Exercise material START

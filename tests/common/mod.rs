#![allow(dead_code)]

use chrono::{Days, NaiveDate};
use sibyltrader::domain::enrich::{enrich, EnrichedBar, CLOSE_COLUMN, FEATURE_COUNT};
use sibyltrader::domain::error::SibylError;
pub use sibyltrader::domain::ohlcv::PriceBar;
use sibyltrader::domain::scaler::MinMaxScaler;
use sibyltrader::ports::data_port::HistoryPort;
use sibyltrader::ports::oracle_port::{NormalizedWindow, PredictionOracle};
use std::collections::HashMap;

pub fn date(y: i32, m: u32, d: u32) -> NaiveDate {
    NaiveDate::from_ymd_opt(y, m, d).unwrap()
}

pub fn make_bar(symbol: &str, date_str: &str, close: f64) -> PriceBar {
    let date = NaiveDate::parse_from_str(date_str, "%Y-%m-%d").unwrap();
    PriceBar {
        symbol: symbol.to_string(),
        date,
        open: close,
        high: close + 1.0,
        low: close - 1.0,
        close,
        volume: 10_000,
    }
}

/// Consecutive daily bars with closes from a deterministic shape function.
pub fn generate_bars<F: Fn(usize) -> f64>(symbol: &str, start: &str, count: usize, close: F) -> Vec<PriceBar> {
    let start = NaiveDate::parse_from_str(start, "%Y-%m-%d").unwrap();
    (0..count)
        .map(|i| {
            let c = close(i);
            PriceBar {
                symbol: symbol.to_string(),
                date: start.checked_add_days(Days::new(i as u64)).unwrap(),
                open: c,
                high: c + 0.5,
                low: c - 0.5,
                close: c,
                volume: 10_000 + (i as i64 % 7) * 500,
            }
        })
        .collect()
}

pub fn rising_bars(symbol: &str, count: usize) -> Vec<PriceBar> {
    generate_bars(symbol, "2022-01-03", count, |i| 100.0 + i as f64 * 0.25)
}

pub fn flat_bars(symbol: &str, count: usize) -> Vec<PriceBar> {
    generate_bars(symbol, "2022-01-03", count, |_| 100.0)
}

pub struct MockHistoryPort {
    pub data: HashMap<String, Vec<PriceBar>>,
}

impl MockHistoryPort {
    pub fn new() -> Self {
        Self {
            data: HashMap::new(),
        }
    }

    pub fn with_bars(mut self, symbol: &str, bars: Vec<PriceBar>) -> Self {
        self.data.insert(symbol.to_string(), bars);
        self
    }
}

impl HistoryPort for MockHistoryPort {
    fn get_history(&self, symbol: &str) -> Result<Vec<PriceBar>, SibylError> {
        self.data
            .get(symbol)
            .cloned()
            .ok_or_else(|| SibylError::NoData {
                symbol: symbol.to_string(),
            })
    }

    fn list_symbols(&self) -> Result<Vec<String>, SibylError> {
        let mut symbols: Vec<String> = self.data.keys().cloned().collect();
        symbols.sort();
        Ok(symbols)
    }
}

/// Oracle forecasting a fixed percentage move off the window's final close,
/// expressed back in the scaled close column.
pub struct FixedMoveOracle {
    pub move_pct: f64,
    scaler: MinMaxScaler,
}

impl FixedMoveOracle {
    /// Fit against the same full-series enrichment the engine's permissive
    /// mode uses, so scaled values round-trip exactly.
    pub fn fitted(bars: &[PriceBar], move_pct: f64) -> Self {
        let enriched = enrich(bars).unwrap();
        let features: Vec<[f64; FEATURE_COUNT]> =
            enriched.iter().map(EnrichedBar::feature_row).collect();
        Self {
            move_pct,
            scaler: MinMaxScaler::fit(&features),
        }
    }
}

impl PredictionOracle for FixedMoveOracle {
    fn predict(&self, window: &NormalizedWindow) -> Result<f64, SibylError> {
        let last_scaled = window.rows().last().unwrap()[CLOSE_COLUMN];
        let last_close = self.scaler.inverse_column(last_scaled, CLOSE_COLUMN);
        let target = last_close * (1.0 + self.move_pct / 100.0);

        let min = self.scaler.inverse_column(0.0, CLOSE_COLUMN);
        let max = self.scaler.inverse_column(1.0, CLOSE_COLUMN);
        let range = max - min;
        Ok(if range > 0.0 {
            (target - min) / range
        } else {
            0.0
        })
    }
}

/// Oracle that fails every call, for fatal-error propagation tests.
pub struct FailingOracle;

impl PredictionOracle for FailingOracle {
    fn predict(&self, _window: &NormalizedWindow) -> Result<f64, SibylError> {
        Err(SibylError::Oracle {
            reason: "model unavailable".to_string(),
        })
    }
}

Exercise material END

Problem to work on: Give the entries once more, exactly as they appear.

Expected output:
filename tests/common/mod.rs
#![allow(dead_code)]

use chrono::{Days, NaiveDate};
use sibyltrader::domain::enrich::{enrich, EnrichedBar, CLOSE_COLUMN, FEATURE_COUNT};
use sibyltrader::domain::error::SibylError;
pub use sibyltrader::domain::ohlcv::PriceBar;
use sibyltrader::domain::scaler::MinMaxScaler;
use sibyltrader::ports::data_port::HistoryPort;
use sibyltrader::ports::oracle_port::{NormalizedWindow, PredictionOracle};
use std::collections::HashMap;

pub fn date(y: i32, m: u32, d: u32) -> NaiveDate {
    NaiveDate::from_ymd_opt(y, m, d).unwrap()
}

pub fn make_bar(symbol: &str, date_str: &str, close: f64) -> PriceBar {
    let date = NaiveDate::parse_from_str(date_str, "%Y-%m-%d").unwrap();
    PriceBar {
        symbol: symbol.to_string(),
        date,
        open: close,
        high: close + 1.0,
        low: close - 1.0,
        close,
        volume: 10_000,
    }
}

/// Consecutive daily bars with closes from a deterministic shape function.
pub fn generate_bars<F: Fn(usize) -> f64>(symbol: &str, start: &str, count: usize, close: F) -> Vec<PriceBar> {
    let start = NaiveDate::parse_from_str(start, "%Y-%m-%d").unwrap();
    (0..count)
        .map(|i| {
            let c = close(i);
            PriceBar {
                symbol: symbol.to_string(),
                date: start.checked_add_days(Days::new(i as u64)).unwrap(),
                open: c,
                high: c + 0.5,
                low: c - 0.5,
                close: c,
                volume: 10_000 + (i as i64 % 7) * 500,
            }
        })
        .collect()
}

pub fn rising_bars(symbol: &str, count: usize) -> Vec<PriceBar> {
    generate_bars(symbol, "2022-01-03", count, |i| 100.0 + i as f64 * 0.25)
}

pub fn flat_bars(symbol: &str, count: usize) -> Vec<PriceBar> {
    generate_bars(symbol, "2022-01-03", count, |_| 100.0)
}

pub struct MockHistoryPort {
    pub data: HashMap<String, Vec<PriceBar>>,
}

impl MockHistoryPort {
    pub fn new() -> Self {
        Self {
            data: HashMap::new(),
        }
    }

    pub fn with_bars(mut self, symbol: &str, bars: Vec<PriceBar>) -> Self {
        self.data.insert(symbol.to_string(), bars);
        self
    }
}

impl HistoryPort for MockHistoryPort {
    fn get_history(&self, symbol: &str) -> Result<Vec<PriceBar>, SibylError> {
        self.data
            .get(symbol)
            .cloned()
            .ok_or_else(|| SibylError::NoData {
                symbol: symbol.to_string(),
            })
    }

    fn list_symbols(&self) -> Result<Vec<String>, SibylError> {
        let mut symbols: Vec<String> = self.data.keys().cloned().collect();
        symbols.sort();
        Ok(symbols)
    }
}

/// Oracle forecasting a fixed percentage move off the window's final close,
/// expressed back in the scaled close column.
pub struct FixedMoveOracle {
    pub move_pct: f64,
    scaler: MinMaxScaler,
}

impl FixedMoveOracle {
    /// Fit against the same full-series enrichment the engine's permissive
    /// mode uses, so scaled values round-trip exactly.
    pub fn fitted(bars: &[PriceBar], move_pct: f64) -> Self {
        let enriched = enrich(bars).unwrap();
        let features: Vec<[f64; FEATURE_COUNT]> =
            enriched.iter().map(EnrichedBar::feature_row).collect();
        Self {
            move_pct,
            scaler: MinMaxScaler::fit(&features),
        }
    }
}

impl PredictionOracle for FixedMoveOracle {
    fn predict(&self, window: &NormalizedWindow) -> Result<f64, SibylError> {
        let last_scaled = window.rows().last().unwrap()[CLOSE_COLUMN];
        let last_close = self.scaler.inverse_column(last_scaled, CLOSE_COLUMN);
        let target = last_close * (1.0 + self.move_pct / 100.0);

        let min = self.scaler.inverse_column(0.0, CLOSE_COLUMN);
        let max = self.scaler.inverse_column(1.0, CLOSE_COLUMN);
        let range = max - min;
        Ok(if range > 0.0 {
            (target - min) / range
        } else {
            0.0
        })
    }
}

/// Oracle that fails every call, for fatal-error propagation tests.
pub struct FailingOracle;

impl PredictionOracle for FailingOracle {
    fn predict(&self, _window: &NormalizedWindow) -> Result<f64, SibylError> {
        Err(SibylError::Oracle {
            reason: "model unavailable".to_string(),
        })
    }
}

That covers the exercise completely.